The recording is of only adequate sound quality and the performance is notably shoddy in places, with some songs badly fluffed by the group and even Smith making lyrical errors. However, it dated from a time when live albums by The Fall were not the regular occurrence they later became and the 4000-copy edition on Chaos Tapes was snapped up quickly. Just a few weeks later, the group released one of their most highly regarded studio albums, Hex Enduction Hour.

Chaos Tapes was a short-lived imprint, specialising in live material by established punk artists and releasing exclusively on the cassette format; the inner sleeve of this release advertised previous releases by the likes of Anti-Pasti, Discharge, Vice Squad, Chelsea and G.B.H.

== Reissues ==
The album has been issued on CD four times. It was issued via Scout Releases/Rough Trade in 1996, in the US only through Feel Good All Over in 1997 and then in 1999 through the group's own Cog Sinister imprint. On each of these occasions it was issued under the title The Legendary Chaos Tape. Castle Music restored the original title upon a further reissue in 2004 and added three more tracks taken from London performances in November 1980; "Cary Grant's Wedding", "Totally Wired" and "The NWRA". The sleeve does not identify the exact venues where these tracks were recorded. This edition was also released on vinyl by Italian label Earmark in 2005.

==Reception==

Edwin Pouncey, reviewing the album for Sounds, gave it four stars, commenting that "the recording quality is good, with Mark's voice predominantly up front, providing some excellent moments, notably 'New Face in Hell' where Mark's vocal is mutated into a shrieking echo spitting out the words to some crazy nightmare."
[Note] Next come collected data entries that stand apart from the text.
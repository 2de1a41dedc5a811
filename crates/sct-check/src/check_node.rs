//! Node indexing: zoom into the n-th occurrence of a kind of node.

use crate::check_part::{lookup, Messages, PartIndex};
use crate::error::{AuthoringError, CheckResult};
use crate::session::Session;
use crate::state::{Extracted, LineageEntry, State};
use crate::template::{render, Bindings};
use sct_types::ast::*;
use sct_types::parts::{parts_of, Part, PartKey, PartsMap};
use serde_json::Value as Json;
use std::fmt;
use std::str::FromStr;
use tracing::debug;

const MISSING_NODE: &str = "The system wants to check the {{typestr}} but hasn't found it.";
const EXPAND_NODE: &str = "Check the {{typestr}}.";

/// An ordered family of nodes found under a state's student or solution
/// tree.
#[derive(Debug, Clone, Copy, PartialEq, Eq)]
pub enum NodeSequence {
    /// Statements directly in the current suite.
    Statements,
    /// Function definitions, keyed by name. Nested definitions are not
    /// collected.
    FunctionDefs,
    LambdaFunctions,
    Withs,
    /// Calls, keyed by callee name, each holding every occurrence in
    /// source order.
    FunctionCalls,
}

impl NodeSequence {
    pub fn name(self) -> &'static str {
        match self {
            NodeSequence::Statements => "statements",
            NodeSequence::FunctionDefs => "function_defs",
            NodeSequence::LambdaFunctions => "lambda_functions",
            NodeSequence::Withs => "withs",
            NodeSequence::FunctionCalls => "function_calls",
        }
    }
}

impl FromStr for NodeSequence {
    type Err = AuthoringError;

    fn from_str(s: &str) -> Result<Self, Self::Err> {
        match s {
            "statements" => Ok(NodeSequence::Statements),
            "function_defs" => Ok(NodeSequence::FunctionDefs),
            "lambda_functions" => Ok(NodeSequence::LambdaFunctions),
            "withs" => Ok(NodeSequence::Withs),
            "function_calls" => Ok(NodeSequence::FunctionCalls),
            other => Err(AuthoringError::UnknownSequence(other.to_string())),
        }
    }
}

impl fmt::Display for NodeSequence {
    fn fmt(&self, f: &mut fmt::Formatter<'_>) -> fmt::Result {
        f.write_str(self.name())
    }
}

// ══════════════════════════════════════════════════════════════════════════════
// Collection
// ══════════════════════════════════════════════════════════════════════════════

/// Nodes found while walking a tree.
#[derive(Default)]
struct Found {
    function_defs: Vec<(String, Node)>,
    lambdas: Vec<Node>,
    withs: Vec<Node>,
    calls: Vec<(String, Node)>,
    in_def: bool,
    in_lambda: bool,
}

impl Found {
    fn of(node: &Node) -> Self {
        let mut found = Found::default();
        match node {
            Node::Module(_) | Node::Block(_) => found.stmts(node.statements()),
            Node::Stmt(Stmt::FunctionDef(def)) => {
                found.params(&def.params);
                found.stmts(&def.body.stmts);
            }
            Node::Stmt(Stmt::With(with)) => {
                for item in &with.items {
                    found.expr(&item.context);
                }
                found.stmts(&with.body.stmts);
            }
            Node::Stmt(stmt) => found.stmt(stmt),
            Node::Expr(expr) => match &expr.kind {
                ExprKind::Lambda(lambda) => {
                    found.params(&lambda.params);
                    found.expr(&lambda.body);
                }
                _ => found.expr(expr),
            },
            Node::WithItem(item) => found.expr(&item.context),
            Node::Param(param) => {
                if let Some(default) = &param.default {
                    found.expr(default);
                }
            }
        }
        found
    }

    fn stmts(&mut self, stmts: &[Stmt]) {
        for stmt in stmts {
            self.stmt(stmt);
        }
    }

    fn stmt(&mut self, stmt: &Stmt) {
        match stmt {
            Stmt::FunctionDef(def) => {
                if !self.in_def {
                    self.function_defs
                        .push((def.name.name.clone(), Node::Stmt(stmt.clone())));
                }
                self.params(&def.params);
                let outer = std::mem::replace(&mut self.in_def, true);
                self.stmts(&def.body.stmts);
                self.in_def = outer;
            }
            Stmt::With(with) => {
                self.withs.push(Node::Stmt(stmt.clone()));
                for item in &with.items {
                    self.expr(&item.context);
                }
                self.stmts(&with.body.stmts);
            }
            Stmt::If(stmt) => {
                self.expr(&stmt.test);
                self.stmts(&stmt.body.stmts);
                if let Some(orelse) = &stmt.orelse {
                    self.stmts(&orelse.stmts);
                }
            }
            Stmt::Return(ReturnStmt { value: Some(e), .. })
            | Stmt::Raise(RaiseStmt { exc: Some(e), .. }) => self.expr(e),
            Stmt::Assign(assign) => self.expr(&assign.value),
            Stmt::Expr(stmt) => self.expr(&stmt.expr),
            Stmt::Return(_) | Stmt::Raise(_) | Stmt::Pass(_) => {}
        }
    }

    fn params(&mut self, params: &Params) {
        let all = params
            .positional
            .iter()
            .chain(params.vararg.iter())
            .chain(params.kwarg.iter());
        for default in all.filter_map(|p| p.default.as_ref()) {
            self.expr(default);
        }
    }

    fn expr(&mut self, expr: &Expr) {
        match &expr.kind {
            ExprKind::Int(_)
            | ExprKind::Float(_)
            | ExprKind::Str(_)
            | ExprKind::Bool(_)
            | ExprKind::NoneLit
            | ExprKind::Name(_) => {}
            ExprKind::List(items) | ExprKind::Tuple(items) => {
                for item in items {
                    self.expr(item);
                }
            }
            ExprKind::Binary { left, right, .. } => {
                self.expr(left);
                self.expr(right);
            }
            ExprKind::Unary { operand, .. } => self.expr(operand),
            ExprKind::Call(call) => {
                if let Some(name) = call.callee_name() {
                    self.calls.push((name, Node::Expr(expr.clone())));
                }
                self.expr(&call.func);
                for arg in &call.args {
                    self.expr(arg);
                }
                for keyword in &call.keywords {
                    self.expr(&keyword.value);
                }
            }
            ExprKind::Attribute { value, .. } => self.expr(value),
            ExprKind::Lambda(lambda) => {
                if !self.in_lambda {
                    self.lambdas.push(Node::Expr(expr.clone()));
                }
                self.params(&lambda.params);
                let outer = std::mem::replace(&mut self.in_lambda, true);
                self.expr(&lambda.body);
                self.in_lambda = outer;
            }
            ExprKind::IfExp { test, body, orelse } => {
                self.expr(body);
                self.expr(test);
                self.expr(orelse);
            }
        }
    }
}

/// An indexed node, blaming itself.
fn element(node: Node) -> Part {
    Part::Named(parts_of(&node).highlight(node))
}

/// The addressable sequence `seq` under `node`.
pub(crate) fn sequence(node: &Node, seq: NodeSequence) -> Part {
    match seq {
        NodeSequence::Statements => {
            let stmts = node.statements().iter().cloned().map(Node::Stmt);
            Part::Ordered(stmts.map(element).collect())
        }
        NodeSequence::FunctionDefs => {
            let mut map = PartsMap::default();
            for (name, def) in Found::of(node).function_defs {
                map.entries.insert(PartKey::Name(name), element(def));
            }
            Part::Named(map)
        }
        NodeSequence::LambdaFunctions => {
            Part::Ordered(Found::of(node).lambdas.into_iter().map(element).collect())
        }
        NodeSequence::Withs => Part::Ordered(Found::of(node).withs.into_iter().map(element).collect()),
        NodeSequence::FunctionCalls => {
            let mut map = PartsMap::default();
            for (name, call) in Found::of(node).calls {
                let entry = map
                    .entries
                    .entry(PartKey::Name(name))
                    .or_insert_with(|| Part::Ordered(Vec::new()));
                if let Part::Ordered(calls) = entry {
                    calls.push(element(call));
                }
            }
            Part::Named(map)
        }
    }
}

// ══════════════════════════════════════════════════════════════════════════════
// Indexing
// ══════════════════════════════════════════════════════════════════════════════

impl State {
    /// Zoom into element `index` of `seq` on both sides.
    ///
    /// `typestr` describes the node and may use `{{ordinal}}`, `{{index}}`
    /// and `{{name}}`.
    pub fn check_node(
        &self,
        session: &mut Session,
        seq: NodeSequence,
        index: impl Into<PartIndex>,
        typestr: &str,
        messages: &Messages,
    ) -> CheckResult<State> {
        let index = index.into();
        let mut bindings = Bindings::new();
        bindings.insert("ordinal".to_string(), Json::String(index.ordinal()));
        bindings.insert("index".to_string(), index.to_json());
        bindings.insert("name".to_string(), Json::String(seq.name().to_string()));
        let typestr = render(typestr, &bindings)?;
        bindings.insert("typestr".to_string(), Json::String(typestr));

        let described = || format!("{seq}{:?}", index.keys());
        let solution_seq = sequence(&self.solution, seq);
        let solution = lookup(&solution_seq, index.keys())
            .ok()
            .and_then(Extracted::from_part)
            .ok_or_else(|| AuthoringError::MissingSolutionPart(described()))?;

        let student_seq = sequence(&self.student, seq);
        let student = match lookup(&student_seq, index.keys())
            .ok()
            .and_then(Extracted::from_part)
        {
            Some(student) => student,
            None => {
                debug!(node = %described(), "student node missing");
                let message = self.build_message(messages.missing_or(MISSING_NODE), &bindings)?;
                return Err(session.fail(self.feedback(message)));
            }
        };

        debug!(node = %described(), "indexed node");
        let entry = LineageEntry::new(messages.expand_or(EXPAND_NODE), bindings);
        Ok(self.to_child(student, solution, entry))
    }

    /// Zoom into the definition of the function called `name`.
    pub fn check_function_def(
        &self,
        session: &mut Session,
        name: &str,
        messages: &Messages,
    ) -> CheckResult<State> {
        let messages = Messages {
            missing: Some(messages.missing_or("Did you define `{{index}}()`?").to_string()),
            expand: messages.expand.clone(),
        };
        self.check_node(
            session,
            NodeSequence::FunctionDefs,
            name,
            "definition of `{{index}}()`",
            &messages,
        )
    }

    /// Zoom into the `index`-th lambda function.
    pub fn check_lambda_function(
        &self,
        session: &mut Session,
        index: usize,
        messages: &Messages,
    ) -> CheckResult<State> {
        let messages = Messages {
            missing: Some(messages.missing_or("Did you define the {{typestr}}?").to_string()),
            expand: messages.expand.clone(),
        };
        self.check_node(
            session,
            NodeSequence::LambdaFunctions,
            index,
            "{{ordinal}} lambda function",
            &messages,
        )
    }

    /// Zoom into the `index`-th `with` statement.
    pub fn check_with(
        &self,
        session: &mut Session,
        index: usize,
        messages: &Messages,
    ) -> CheckResult<State> {
        self.check_node(
            session,
            NodeSequence::Withs,
            index,
            "{{ordinal}} `with` statement",
            messages,
        )
    }
}

#[cfg(test)]
mod tests {
    use super::*;
    use sct_types::Span;

    fn name(n: &str) -> Expr {
        Expr::new(ExprKind::Name(n.into()), Span::point(1, 1))
    }

    fn call(f: &str, args: Vec<Expr>) -> Expr {
        Expr::new(
            ExprKind::Call(Call {
                func: Box::new(name(f)),
                args,
                keywords: Vec::new(),
            }),
            Span::point(1, 1),
        )
    }

    fn expr_stmt(expr: Expr) -> Stmt {
        Stmt::Expr(ExprStmt {
            expr,
            span: Span::point(1, 1),
        })
    }

    #[test]
    fn test_sequence_names_round_trip() {
        for seq in [
            NodeSequence::Statements,
            NodeSequence::FunctionDefs,
            NodeSequence::LambdaFunctions,
            NodeSequence::Withs,
            NodeSequence::FunctionCalls,
        ] {
            assert_eq!(seq.name().parse::<NodeSequence>(), Ok(seq));
        }
        assert_eq!(
            "loops".parse::<NodeSequence>(),
            Err(AuthoringError::UnknownSequence("loops".into()))
        );
    }

    #[test]
    fn test_calls_grouped_by_callee_in_source_order() {
        let block = Node::Block(Block {
            stmts: vec![
                expr_stmt(call("print", vec![call("len", vec![name("a")])])),
                expr_stmt(call("print", vec![name("b")])),
            ],
            span: Span::point(1, 1),
        });
        let calls = sequence(&block, NodeSequence::FunctionCalls);
        let prints = calls.get(&"print".into()).expect("print calls");
        assert_eq!(prints.len(), 2);
        let second = prints.get(&PartKey::Index(1)).and_then(Part::node).expect("node");
        assert_eq!(second.to_string(), "print(b)");
        assert_eq!(calls.get(&"len".into()).map(Part::len), Some(1));
    }
}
Ned Raggett, reviewing the 1995 CD reissue for AllMusic, gave it three stars, stating that it "captures more of the anti-smooth genius that was and is the Fall", and that it includes "some of the Fall's all-time best". A review of the 1997 CD release on the Feel Good All Over label was also given three stars by the site's Ted Mills, who stated that the "performance is vintage Fall", and called it "past glories covered with a patina of analog distortion".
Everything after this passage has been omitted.